Socialists utterly condemn the inhuman tactics used by the hostage takers, members of an Islamist Chechen nationalist group led by the warlord, Shamil Basayev. Such methods will not advance the cause of the Chechen people, who have been fighting a long and bitter resistance against military repression by the Russian state.
The angry reaction to the school killings, both in Russia and internationally, will allow Putin to take even stronger powers to 'combat terrorism'. The autocratic Putin will crack down even harder on separatist movements and further curtail democratic rights throughout Russia.
Internationally, horror at the Beslan events could, at least temporarily, strengthen Bush and Blair in their policy of international military aggression and pruning of democratic rights.
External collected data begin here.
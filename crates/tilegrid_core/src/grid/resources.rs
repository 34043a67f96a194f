//! Resource deposits per tile.
//!
//! Each tile holds at most one resource type and a small amount of it.
//! Amounts are clamped on every write and only ever decrease one unit at
//! a time through [`LandscapeGrid::try_consume_one`].

use super::{LandscapeGrid, TilePos};
use crate::landscape::{LandscapeType, ResourceType};
use crate::math::scale_amount;

/// Largest resource amount a single tile can hold.
pub const MAX_RESOURCE_AMOUNT_PER_POSITION: u8 = 16;

impl LandscapeGrid {
    /// Place a resource on a tile, replacing what was there.
    ///
    /// `amount` is clamped to [`MAX_RESOURCE_AMOUNT_PER_POSITION`].
    pub fn set_resource(&mut self, x: u16, y: u16, resource: ResourceType, amount: u8) {
        let index = self.index(x, y);
        self.resource_types[index] = resource;
        self.resource_amounts[index] = amount.min(MAX_RESOURCE_AMOUNT_PER_POSITION);
        self.notify(x, y);
    }

    /// Remaining resource amount on a tile (0 means none).
    #[must_use]
    pub fn resource_amount(&self, x: u16, y: u16) -> u8 {
        self.resource_amounts[self.index(x, y)]
    }

    /// Resource type on a tile.
    #[must_use]
    pub fn resource_type(&self, x: u16, y: u16) -> ResourceType {
        self.resource_types[self.index(x, y)]
    }

    /// Total amount of `resource` over the given tiles.
    ///
    /// Tiles holding a different resource contribute nothing.
    #[must_use]
    pub fn sum_resource<I>(&self, resource: ResourceType, positions: I) -> u32
    where
        I: IntoIterator<Item = TilePos>,
    {
        positions
            .into_iter()
            .map(|pos| self.index(pos.x, pos.y))
            .filter(|&index| self.resource_types[index] == resource)
            .map(|index| u32::from(self.resource_amounts[index]))
            .sum()
    }

    /// Take one unit of `resource` from a tile.
    ///
    /// Succeeds only if the tile holds that resource with a positive
    /// amount. Nothing changes on failure.
    pub fn try_consume_one(&mut self, pos: TilePos, resource: ResourceType) -> bool {
        let index = self.index(pos.x, pos.y);
        if self.resource_types[index] != resource || self.resource_amounts[index] == 0 {
            return false;
        }

        self.resource_amounts[index] -= 1;
        self.notify(pos.x, pos.y);
        true
    }

    /// Curse a mountain tile, scaling its resource amount by the configured
    /// curse factor.
    ///
    /// Only mountains can be cursed; any other tile is left untouched and
    /// `false` is returned.
    pub fn try_cursing_location(&mut self, pos: TilePos) -> bool {
        let index = self.index(pos.x, pos.y);
        if self.landscape[index] != LandscapeType::Mountain {
            return false;
        }

        let amount = scale_amount(self.resource_amounts[index], self.spells.curse_factor());
        let resource = self.resource_types[index];
        self.set_resource(pos.x, pos.y, resource, amount);
        true
    }

    /// Summon fish into a shallow water tile.
    ///
    /// Adds the configured amount on top of what the tile holds and makes
    /// the tile a fish deposit. Fails on anything but
    /// [`LandscapeType::Water1`].
    pub fn try_summon_fish(&mut self, pos: TilePos) -> bool {
        let index = self.index(pos.x, pos.y);
        if self.landscape[index] != LandscapeType::Water1 {
            return false;
        }

        let amount = self.resource_amounts[index].saturating_add(self.spells.summon_fish_amount);
        self.set_resource(pos.x, pos.y, ResourceType::Fish, amount);
        true
    }
}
Bush will no doubt regard the Beslan events as a gift for his re-election campaign, in which he is playing up his role as 'commander in chief' in the 'war on terrorism'.
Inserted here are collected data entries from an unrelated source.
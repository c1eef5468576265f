// controller.rs - Run/pause state machine and generation stepping

use std::time::Duration;

use tracing::{debug, info, warn};

use crate::config::Config;
use crate::error::LifeError;
use crate::grid::{CellState, Coord, GridState};
use crate::patterns::{self, Pattern};

#[derive(Debug, Clone, Copy, PartialEq, Eq, Hash, Default)]
pub enum RunState {
    #[default]
    AtRest,
    Simulating,
}

impl RunState {
    /// Status text for the presentation layer.
    pub fn label(self) -> &'static str {
        match self {
            RunState::AtRest => "AT REST",
            RunState::Simulating => "SIMULATING",
        }
    }
}

/// What a tick callback should do after it ran.
#[derive(Debug, Clone, Copy, PartialEq, Eq)]
pub enum TickOutcome {
    /// Still simulating: schedule the next tick.
    Reschedule,
    /// Back at rest: end the chain.
    Halt,
}

/// Conway's rule for a single cell.
pub fn next_state(current: CellState, live_neighbors: u8) -> CellState {
    match (current, live_neighbors) {
        (CellState::Alive, 2) | (CellState::Alive, 3) => CellState::Alive, // Survival
        (CellState::Dead, 3) => CellState::Alive,                          // Birth
        _ => CellState::Dead,                                              // Death or stays dead
    }
}

/// Owns the grid and the run state, and mediates every edit against them.
#[derive(Debug, Clone)]
pub struct SimulationController {
    config: Config,
    grid: GridState,
    run_state: RunState,
    generation: u64,
}

impl SimulationController {
    /// Fails only when `config.grid_size` is too large to store.
    pub fn new(config: Config) -> Result<Self, LifeError> {
        let grid = GridState::new(config.grid_size)?;
        Ok(Self {
            config,
            grid,
            run_state: RunState::AtRest,
            generation: 0,
        })
    }

    pub fn config(&self) -> &Config {
        &self.config
    }

    pub fn grid(&self) -> &GridState {
        &self.grid
    }

    pub fn run_state(&self) -> RunState {
        self.run_state
    }

    /// Generations advanced since the board was last cleared or replaced.
    pub fn generation(&self) -> u64 {
        self.generation
    }

    pub fn population(&self) -> usize {
        self.grid.population()
    }

    /// Changes the auto-advance period; a running chain picks it up on its next tick.
    pub fn set_tick_period(&mut self, period: Duration) {
        self.config.tick_period = period;
    }

    /// Moves the whole grid one generation forward and returns how many cells flipped.
    ///
    /// Every cell is judged against the grid as it was before the call; the
    /// flips are collected first and only written back once the pass is done.
    pub fn advance(&mut self) -> usize {
        let flips: Vec<(Coord, CellState)> = self
            .grid
            .cells()
            .filter_map(|(coord, state)| {
                let next = next_state(state, self.grid.live_neighbors(coord));
                (next != state).then_some((coord, next))
            })
            .collect();

        for &(coord, next) in &flips {
            let applied = match next {
                CellState::Alive => self.grid.set_alive(coord),
                CellState::Dead => self.grid.set_dead(coord),
            };
            if let Err(err) = applied {
                warn!(%err, "dropping flip");
            }
        }

        self.generation += 1;
        debug!(generation = self.generation, flips = flips.len(), "advanced");
        flips.len()
    }

    /// Starts or stops auto-advance and returns the new state.
    pub fn toggle_run(&mut self) -> RunState {
        self.run_state = match self.run_state {
            RunState::AtRest => RunState::Simulating,
            RunState::Simulating => RunState::AtRest,
        };
        info!(state = self.run_state.label(), generation = self.generation, "run state changed");
        self.run_state
    }

    /// Single step, allowed whether or not the simulation is running.
    pub fn manual_advance(&mut self) {
        self.advance();
    }

    /// One firing of the auto-advance timer.
    pub fn tick(&mut self) -> TickOutcome {
        match self.run_state {
            RunState::Simulating => {
                self.advance();
                TickOutcome::Reschedule
            }
            RunState::AtRest => TickOutcome::Halt,
        }
    }

    fn editable(&self, action: &'static str) -> bool {
        if self.run_state == RunState::Simulating {
            debug!(action, "ignored while simulating");
            return false;
        }
        true
    }

    pub fn clear(&mut self) {
        if !self.editable("clear") {
            return;
        }
        self.grid.clear();
        self.generation = 0;
    }

    /// Pointer edit: flips the cell under the cursor.
    pub fn request_toggle(&mut self, coord: Coord) {
        if !self.editable("toggle") {
            return;
        }
        match self.grid.toggle(coord) {
            Ok(state) => debug!(x = coord.x, y = coord.y, ?state, "cell toggled"),
            Err(err) => warn!(%err, "ignoring toggle"),
        }
    }

    /// Replaces the board with `pattern` placed on the configured anchor.
    pub fn apply_pattern(&mut self, pattern: &Pattern) {
        if !self.editable("apply_pattern") {
            return;
        }
        self.grid.clear();
        self.generation = 0;

        for placed in pattern.placed(self.config.anchor(), self.grid.size()) {
            match placed {
                Ok(coord) => {
                    if let Err(err) = self.grid.set_alive(coord) {
                        warn!(%err, "skipping pattern cell");
                    }
                }
                Err((x, y)) => debug!(pattern = pattern.name, x, y, "pattern cell off the grid"),
            }
        }
        debug!(pattern = pattern.name, population = self.grid.population(), "pattern applied");
    }

    /// Replaces the board with a pseudo-random soup derived from `seed`.
    pub fn apply_random(&mut self, seed: u64) {
        if !self.editable("apply_random") {
            return;
        }
        self.grid.clear();
        self.generation = 0;

        for coord in patterns::random_soup(self.grid.size(), seed) {
            if let Err(err) = self.grid.set_alive(coord) {
                warn!(%err, "skipping soup cell");
            }
        }
        debug!(seed, population = self.grid.population(), "random soup applied");
    }
}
Putin was quick to blame the siege on 'international terrorism' and 'al-Qa'ida'. His security chiefs claim that there were at least ten Arab fighters among the dead hostage-takers, but so far they have produced no evidence of this. By referring to 'international terrorism' Putin was attempting to divert attention from the long, brutal war in Chechnya.
While nothing can justify the hostage-takers' savage tactics, especially their inhuman targeting of 'soft targets' like young children, their desperate tactics arise from the barbarous Russian military repression in Chechnya.
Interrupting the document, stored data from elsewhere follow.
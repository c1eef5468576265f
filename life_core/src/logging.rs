// logging.rs - Subscriber setup shared by the binaries

use tracing_subscriber::fmt::MakeWriter;

/// Installs the global subscriber. `RUST_LOG` sets the filter (default "info")
/// and `LOG_FORMAT=json` switches to JSON lines.
pub fn init_tracing<W>(writer: W)
where
    W: for<'w> MakeWriter<'w> + Send + Sync + 'static,
{
    let filter = tracing_subscriber::EnvFilter::try_from_default_env()
        .unwrap_or_else(|_| tracing_subscriber::EnvFilter::new("info"));

    let json = matches!(std::env::var("LOG_FORMAT").as_deref(), Ok("json"));
    if json {
        tracing_subscriber::fmt()
            .with_env_filter(filter)
            .with_target(false)
            .with_writer(writer)
            .json()
            .init();
    } else {
        tracing_subscriber::fmt()
            .with_env_filter(filter)
            .with_target(false)
            .with_writer(writer)
            .compact()
            .init();
    }
}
One of the Chechen women suicide bombers, a so-called 'black widow', told a hostage: "Russian soldiers are killing our children in Chechnya, so we are here to kill yours." Another said: "My whole family was killed. I have buried all my children. I live in the forest. I have nowhere to go and nothing to live for."
There is some evidence that some of the young women suicide bombers have been pressed into service. In general, however, it is Putin's brutal methods in Chechnya, his refusal even to concede limited autonomy, which has swelled the ranks of the Islamist terrorist groups. They can offer no way out, but they reflect the anger and despair of many Chechens, who are prepared to fight to the death rather than to accept continued Russian domination.
Just before the Beslan siege started, two Russian airliners crashed, almost certainly brought down by Chechen suicide bombers. At the same time, a bomb exploded on the Moscow underground. These outrages, the latest of a whole series of attacks, have strengthened public support for further state clampdown on terrorism. Naturally, people want protection against terrorist attacks.
Yet it is the 'strong state' that Putin presides over which has provoked national insurgencies and terrorism. Putin rules in alliance with a new ruling class of gangster capitalists, dominated by the big oil and gas oligarchs. He has worked to strengthen the state machine, relying heavily on the security services.
Putin champions a new form of Russian imperialism, trying to restore power and influence that was undermined when the former multinational Stalinist state, the Soviet Union, collapsed after 1989. Recently, he accused Russia's enemies of trying to "cut a juicy piece of our pie", by encouraging separatist movements in areas like the Caucasus.
Putin has totally opposed independence, or even limited autonomy, for Chechnya or other national entities. Let one go, he thinks, and there will be an avalanche of demands for autonomy or separation.
The Caucasus was colonised by the tsars in the early part of the 19th century for their rich agricultural resources. Now it is of growing importance for oil and gas, and especially the important gas pipelines running to the Black Sea and the Caspian Sea. After Putin's predecessor, Boris Yeltsin, fought the 1994-97 war in Chechnya, Putin launched a second war in August 1999.
But Putin has played a devious game of divide and rule in the Caucasus. While implacably imposing independence for territories like Chechnya, he has cynically supported secessionist movements in regions like Abkhazia and South Ossetia, mainly to foment trouble for the independent regime in Georgia, which Putin wants to undermine.
In the early 1990s, the Russian security services themselves used Shamil Basayef, currently their main enemy in Chechnya, to help break Abkhazia away from the neighbouring and newly independent Georgia.
Moreover, the military forces that the Russian state deploys in the Caucasus are notoriously corrupt. "The conflict has also offered opportunities for personal enrichment [for the military] at every level, from checkpoint bribes and the illegal sale of arms to control over local oil production." (Financial Times, 6 September) There is a black market in arms, including ground-to-air missiles, which gives many guerrilla groups access to weapons.
Putin also faces a growing economic and social crisis within Russia itself. He is undoubtedly using the threat of a 'terrorist war on Russia' to divert attention from rising discontent. The return to market capitalism has been a disaster for the majority of Russians. Poverty and inequality have soared. Putin's latest move is to cut state spending on health services, education, nurseries and pensions. No wonder he wants a diversion.